Monday was spent Christmas shopping. Yes, CHRISTMAS SHOPPING, that's what I said. Sorry, all this shouting is wearing me out. It is to be hoped that all the right presents were bought, as we didn't have a list and communication wasn't always easy.

"That just leaves your mother and my mother."

"Pardon?"

"I said..."

"Sorry, can't hear a word."

We return home laden and exhausted. It is possible that there are more tiring human endeavours than Christmas shopping in York, but I'm not prepared to consider the counter claims of climbing Everest until I've had a sit down and a cup of tea.

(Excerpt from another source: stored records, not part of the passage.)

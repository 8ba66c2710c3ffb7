//! The `Navigator` state machine.
//!
//! # Tick
//!
//! ```text
//! ① Advance  — progress += speed; at 100 % step to the next segment
//!              (forward) or the previous one (backward).  Finishing the
//!              last segment forward arrives; passing the first backward
//!              turns around.
//! ② Obstacle — live position within radius + live margin of any obstacle
//!              not in the grace set → ObstacleHalted.
//! ③ Ahead    — look-ahead scan over the next segments, warning once per
//!              segment.
//! ④ Guide    — instruction tracker; a changed instruction also yields a
//!              device command unless it repeats the previous one.
//! ```
//!
//! The navigator never awaits.  The reroute cycle is split into
//! [`Navigator::begin_reroute`] and [`Navigator::resolve_reroute`] so the
//! caller can await the provider in between; a result carrying an old epoch
//! is dropped.

use std::borrow::Cow;
use std::sync::Arc;

use nav_core::{Epoch, GeoPoint, NavConfig, ObstacleId, Route, Tick, TickClock};
use nav_guide::{DeviceCommand, TrackerParams};
use nav_obstacle::{Obstacle, ObstacleSet, look_ahead_blocked};
use nav_route::RerouteFailure;

use crate::event::{NavEvent, RerouteStep, RerouteTicket, SessionOutcome};
use crate::state::{Direction, Phase, SimulationState};
use crate::{SimError, SimResult};

pub struct Navigator {
    config:       NavConfig,
    tracker:      TrackerParams,
    state:        SimulationState,
    phase:        Phase,
    epoch:        Epoch,
    clock:        TickClock,
    destination:  Option<GeoPoint>,
    alternatives: Arc<Vec<Route>>,
    obstacles:    Arc<ObstacleSet>,
    /// Obstacles the traveler is inside after a reroute; ignored by the live
    /// check until the traveler leaves their reach.
    grace:        Vec<ObstacleId>,
    halt:         Option<GeoPoint>,
    warned_ahead: Option<usize>,
    outcome:      Option<SessionOutcome>,
}

impl Navigator {
    pub fn new(config: NavConfig) -> SimResult<Self> {
        config.validate()?;
        Ok(Self {
            tracker:      TrackerParams::from_config(&config),
            clock:        TickClock::new(config.tick_period()),
            config,
            state:        SimulationState::default(),
            phase:        Phase::Idle,
            epoch:        Epoch(0),
            destination:  None,
            alternatives: Arc::new(Vec::new()),
            obstacles:    Arc::new(ObstacleSet::new()),
            grace:        Vec::new(),
            halt:         None,
            warned_ahead: None,
            outcome:      None,
        })
    }

    // ── Accessors ─────────────────────────────────────────────────────────

    pub fn config(&self) -> &NavConfig {
        &self.config
    }

    pub fn phase(&self) -> Phase {
        self.phase
    }

    pub fn epoch(&self) -> Epoch {
        self.epoch
    }

    pub fn state(&self) -> &SimulationState {
        &self.state
    }

    pub fn current_tick(&self) -> Tick {
        self.clock.current_tick
    }

    pub fn clock(&self) -> &TickClock {
        &self.clock
    }

    pub fn route(&self) -> Option<&Arc<Route>> {
        self.state.route.as_ref()
    }

    pub fn obstacles(&self) -> &Arc<ObstacleSet> {
        &self.obstacles
    }

    pub fn alternatives(&self) -> &[Route] {
        &self.alternatives
    }

    pub fn position(&self) -> Option<GeoPoint> {
        self.state.position()
    }

    /// Text of the instruction currently on display.
    pub fn current_instruction(&self) -> Option<String> {
        self.state.tracker.current().map(|g| g.text())
    }

    /// Set once the session reaches a terminal state.
    pub fn outcome(&self) -> Option<&SessionOutcome> {
        self.outcome.as_ref()
    }

    // ── Commands ──────────────────────────────────────────────────────────

    /// Begin navigating `route`.  Any previous session is abandoned and its
    /// epoch retired.
    pub fn start(&mut self, route: Route, alternatives: Vec<Route>) -> Vec<NavEvent> {
        self.epoch = self.epoch.next();
        self.clock.reset();
        self.destination = Some(route.end());
        self.alternatives = Arc::new(alternatives);
        self.grace.clear();
        self.halt = None;
        self.warned_ahead = None;
        self.outcome = None;
        self.phase = Phase::Running;

        let route = Arc::new(route);
        log::info!(
            "{}: navigating {:.1} m over {} segments",
            self.epoch,
            route.distance_m(),
            route.segment_count()
        );
        let mut events = vec![NavEvent::Started {
            epoch:        self.epoch,
            distance_m:   route.distance_m(),
            alternatives: self.alternatives.len(),
        }];
        self.state = SimulationState::on_route(Arc::clone(&route), self.tracker);
        self.refresh_instruction(route.start(), &route, &mut events);
        events
    }

    /// Replace the obstacle set wholesale.  Valid in any phase; takes effect
    /// from the next tick.
    pub fn set_obstacles(&mut self, obstacles: Arc<ObstacleSet>) {
        self.grace.retain(|&id| obstacles.get(id).is_some());
        self.obstacles = obstacles;
    }

    /// Turn around in place.  Only while running.
    pub fn reverse(&mut self) -> SimResult<()> {
        self.expect_phase(Phase::Running)?;
        self.state.direction = self.state.direction.flipped();
        self.state.progress_pct = 100.0 - self.state.progress_pct;
        log::debug!("{}: direction now {:?}", self.epoch, self.state.direction);
        Ok(())
    }

    /// Abandon the session from any phase.  Bumps the epoch so an in-flight
    /// reroute result is recognised as stale.
    pub fn stop(&mut self) -> Vec<NavEvent> {
        self.epoch = self.epoch.next();
        self.state.reset();
        self.grace.clear();
        self.halt = None;
        self.warned_ahead = None;
        if self.outcome.is_none() && self.phase != Phase::Idle {
            self.outcome = Some(SessionOutcome::Cancelled);
        }
        self.phase = Phase::Idle;
        log::info!("{}: stopped", self.epoch);
        vec![NavEvent::Stopped]
    }

    // ── Tick ──────────────────────────────────────────────────────────────

    /// Advance one tick.  Errors unless running.
    pub fn tick(&mut self) -> SimResult<Vec<NavEvent>> {
        self.expect_phase(Phase::Running)?;
        let route = self.state.route.clone().ok_or_else(|| SimError::InvalidRoute("no active route".into()))?;
        self.clock.advance();
        let mut events = Vec::new();

        // ① Advance.
        self.state.progress_pct += self.config.speed_pct_per_tick;
        if self.state.progress_pct >= 100.0 {
            let seg = self.state.segment_index;
            match self.state.direction {
                Direction::Forward => {
                    self.state.instructions.mark_passed(seg + 1);
                    events.push(NavEvent::SegmentCompleted { segment_index: seg });
                    if seg + 1 >= route.segment_count() {
                        self.state.progress_pct = 100.0;
                        self.arrive(&mut events);
                        return Ok(events);
                    }
                    self.state.segment_index = seg + 1;
                    self.state.progress_pct = 0.0;
                }
                Direction::Backward if seg == 0 => {
                    self.state.direction = Direction::Forward;
                    self.state.progress_pct = 0.0;
                    events.push(NavEvent::TurnedForward);
                }
                Direction::Backward => {
                    self.state.segment_index = seg - 1;
                    self.state.progress_pct = 0.0;
                }
            }
        }

        let Some(position) = self.state.position() else {
            return Err(SimError::InvalidRoute(format!("segment {} out of range", self.state.segment_index)));
        };

        // ② Obstacle.
        self.release_grace(position);
        if let Some(obstacle) = self.first_blocking(position) {
            self.halt_at(obstacle, position, &mut events);
            return Ok(events);
        }

        if self.state.direction == Direction::Forward {
            // ③ Ahead.
            self.scan_ahead(position, &route, &mut events);
            // ④ Guide.
            self.refresh_instruction(position, &route, &mut events);
        }
        Ok(events)
    }

    // ── Reroute cycle ─────────────────────────────────────────────────────

    /// Leave `ObstacleHalted`.  Either hands out a ticket for one reroute
    /// cycle (entering `Rerouting`), or, with the cap already spent, ends the
    /// session.
    pub fn begin_reroute(&mut self) -> SimResult<RerouteStep> {
        self.expect_phase(Phase::ObstacleHalted)?;
        if self.state.reroute_attempts >= self.config.max_reroute_attempts {
            let mut events = Vec::new();
            self.exhaust(&mut events);
            return Ok(RerouteStep::Exhausted(events));
        }

        let from = self.halt.ok_or_else(|| SimError::InvalidRoute("halted without a position".into()))?;
        let destination = self.destination.ok_or_else(|| SimError::InvalidRoute("no destination".into()))?;

        self.state.reroute_attempts += 1;
        self.phase = Phase::Rerouting;
        let attempt = self.state.reroute_attempts;
        log::info!("{}: reroute attempt {attempt} from {from}", self.epoch);

        let ticket = RerouteTicket {
            epoch: self.epoch,
            attempt,
            from,
            destination,
            alternatives: Arc::clone(&self.alternatives),
            obstacles: Arc::clone(&self.obstacles),
        };
        Ok(RerouteStep::Request(ticket, vec![NavEvent::RerouteStarted { attempt }]))
    }

    /// Apply the result of the cycle started with the ticket of `epoch`.
    ///
    /// A stale result is dropped without effect.
    pub fn resolve_reroute(&mut self, epoch: Epoch, result: Result<Route, RerouteFailure>) -> SimResult<Vec<NavEvent>> {
        if epoch != self.epoch || self.phase != Phase::Rerouting {
            log::debug!("discarding reroute result for {epoch} (now {}, {:?})", self.epoch, self.phase);
            return Ok(Vec::new());
        }

        let attempt = self.state.reroute_attempts;
        let mut events = Vec::new();
        match result {
            Ok(route) => {
                let route = Arc::new(route);
                self.grace = self
                    .obstacles
                    .iter()
                    .filter(|o| o.is_within_reach(route.start(), self.config.live_margin_m))
                    .map(Obstacle::id)
                    .collect();
                self.state.replace_route(Arc::clone(&route));
                self.halt = None;
                self.warned_ahead = None;
                self.phase = Phase::Running;
                log::info!("{}: rerouted on attempt {attempt}, {:.1} m", self.epoch, route.distance_m());
                events.push(NavEvent::Rerouted { attempt, distance_m: route.distance_m() });
                self.refresh_instruction(route.start(), &route, &mut events);
            }
            Err(reason) => {
                log::warn!("{}: reroute attempt {attempt} failed: {reason}", self.epoch);
                events.push(NavEvent::RerouteFailed { attempt, reason });
                if attempt >= self.config.max_reroute_attempts {
                    self.exhaust(&mut events);
                } else {
                    self.phase = Phase::ObstacleHalted;
                }
            }
        }
        Ok(events)
    }

    // ── Internals ─────────────────────────────────────────────────────────

    fn expect_phase(&self, expected: Phase) -> SimResult<()> {
        if self.phase == expected {
            Ok(())
        } else {
            Err(SimError::NotRunning { expected, actual: self.phase })
        }
    }

    fn arrive(&mut self, events: &mut Vec<NavEvent>) {
        self.state.instructions.complete_all();
        self.phase = Phase::Idle;
        self.outcome = Some(SessionOutcome::Arrived {
            ticks:    self.clock.current_tick.0,
            reroutes: self.state.reroute_attempts,
        });
        log::info!("{}: destination reached at {}", self.epoch, self.clock.current_tick);
        events.push(NavEvent::Arrived);
    }

    fn exhaust(&mut self, events: &mut Vec<NavEvent>) {
        let attempts = self.state.reroute_attempts;
        self.phase = Phase::Idle;
        self.outcome = Some(SessionOutcome::RerouteExhausted { attempts });
        log::warn!("{}: no viable path after {attempts} reroute attempts", self.epoch);
        events.push(NavEvent::RerouteExhausted { attempts });
    }

    fn halt_at(&mut self, obstacle: Obstacle, position: GeoPoint, events: &mut Vec<NavEvent>) {
        self.phase = Phase::ObstacleHalted;
        self.state.obstacle_encountered = true;
        self.halt = Some(position);
        log::info!(
            "{}: halted by {} at {position} (segment {}, {:.0} %)",
            self.epoch,
            obstacle.id(),
            self.state.segment_index,
            self.state.progress_pct
        );
        events.push(NavEvent::Halted {
            obstacle:      obstacle.id(),
            position,
            segment_index: self.state.segment_index,
            progress_pct:  self.state.progress_pct,
        });
    }

    fn release_grace(&mut self, position: GeoPoint) {
        if self.grace.is_empty() {
            return;
        }
        let margin = self.config.live_margin_m;
        let obstacles = &self.obstacles;
        self.grace
            .retain(|&id| obstacles.get(id).is_some_and(|o| o.is_within_reach(position, margin)));
    }

    fn active_obstacles(&self) -> Cow<'_, [Obstacle]> {
        if self.grace.is_empty() {
            Cow::Borrowed(self.obstacles.as_slice())
        } else {
            Cow::Owned(self.obstacles.iter().filter(|o| !self.grace.contains(&o.id())).copied().collect())
        }
    }

    fn first_blocking(&self, position: GeoPoint) -> Option<Obstacle> {
        let margin = self.config.live_margin_m;
        if self.grace.is_empty() {
            return self.obstacles.first_near(position, margin).copied();
        }
        self.active_obstacles()
            .iter()
            .filter(|o| o.is_within_reach(position, margin))
            .min_by_key(|o| o.id())
            .copied()
    }

    fn scan_ahead(&mut self, position: GeoPoint, route: &Route, events: &mut Vec<NavEvent>) {
        let seg = self.state.segment_index;
        if self.warned_ahead == Some(seg) {
            return;
        }
        let blocked = look_ahead_blocked(
            position,
            route.path(),
            seg,
            self.config.look_ahead_segments,
            &self.active_obstacles(),
            self.config.look_ahead_margin_m,
        );
        if blocked {
            log::debug!("{}: obstacle ahead of segment {seg}", self.epoch);
            self.warned_ahead = Some(seg);
            events.push(NavEvent::ObstacleAhead { segment_index: seg });
        }
    }

    fn refresh_instruction(&mut self, position: GeoPoint, route: &Route, events: &mut Vec<NavEvent>) {
        let seg = self.state.segment_index;
        let Some(guidance) = self.state.tracker.update(position, route.path(), seg) else {
            return;
        };
        let text = guidance.text();
        let command = DeviceCommand::parse(&text).and_then(|c| self.state.device.admit(c));
        events.push(NavEvent::InstructionChanged { text, segment_index: seg });
        if let Some(command) = command {
            events.push(NavEvent::Device(command));
        }
    }
}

Tuesday morning and the five-year-old looks pale and is complaining of ear-ache. So instead of writing this column, I take her to see our GP. The last time we went there together, she earned a mention in this vicinity. I had booked in for a check-up of a male nature, and she sat and watched intently as the doctor carried out his inspection. On the way home, as we walked hand in hand down the street, she said in a voice of piercing clarity: "Daddy, why was that man looking at your willy?"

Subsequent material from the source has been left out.